Records shown -
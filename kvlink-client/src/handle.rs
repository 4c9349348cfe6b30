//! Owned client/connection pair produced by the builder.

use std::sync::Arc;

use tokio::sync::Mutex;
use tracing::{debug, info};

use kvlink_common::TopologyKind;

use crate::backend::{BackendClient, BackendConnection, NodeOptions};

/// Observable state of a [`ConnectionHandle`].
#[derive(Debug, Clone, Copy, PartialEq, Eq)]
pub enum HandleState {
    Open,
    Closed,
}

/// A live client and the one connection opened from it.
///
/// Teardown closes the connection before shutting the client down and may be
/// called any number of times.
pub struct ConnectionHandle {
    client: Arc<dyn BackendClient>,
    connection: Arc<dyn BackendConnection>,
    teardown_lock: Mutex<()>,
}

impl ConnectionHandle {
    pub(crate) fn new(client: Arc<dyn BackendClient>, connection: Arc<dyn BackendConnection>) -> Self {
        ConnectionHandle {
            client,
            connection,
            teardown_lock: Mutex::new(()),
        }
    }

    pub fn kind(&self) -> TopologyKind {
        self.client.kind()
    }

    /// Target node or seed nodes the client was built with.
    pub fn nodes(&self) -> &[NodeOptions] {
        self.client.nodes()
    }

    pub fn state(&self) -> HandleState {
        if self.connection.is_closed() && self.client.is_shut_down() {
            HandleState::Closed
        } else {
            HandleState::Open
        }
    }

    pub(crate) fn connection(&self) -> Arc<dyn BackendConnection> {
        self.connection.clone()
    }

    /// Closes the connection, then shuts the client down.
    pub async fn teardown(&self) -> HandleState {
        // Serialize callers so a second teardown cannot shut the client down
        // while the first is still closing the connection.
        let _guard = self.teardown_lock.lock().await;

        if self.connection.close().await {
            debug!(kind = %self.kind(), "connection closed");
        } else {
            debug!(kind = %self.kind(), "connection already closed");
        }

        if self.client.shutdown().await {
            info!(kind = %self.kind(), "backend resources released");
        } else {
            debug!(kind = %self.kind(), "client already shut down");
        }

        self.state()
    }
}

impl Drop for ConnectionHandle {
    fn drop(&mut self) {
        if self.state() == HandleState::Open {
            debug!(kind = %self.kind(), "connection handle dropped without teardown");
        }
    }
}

Directions for this task -
Count the lines of the listing above that include the word "await" and report the number by itself.

Task response -
3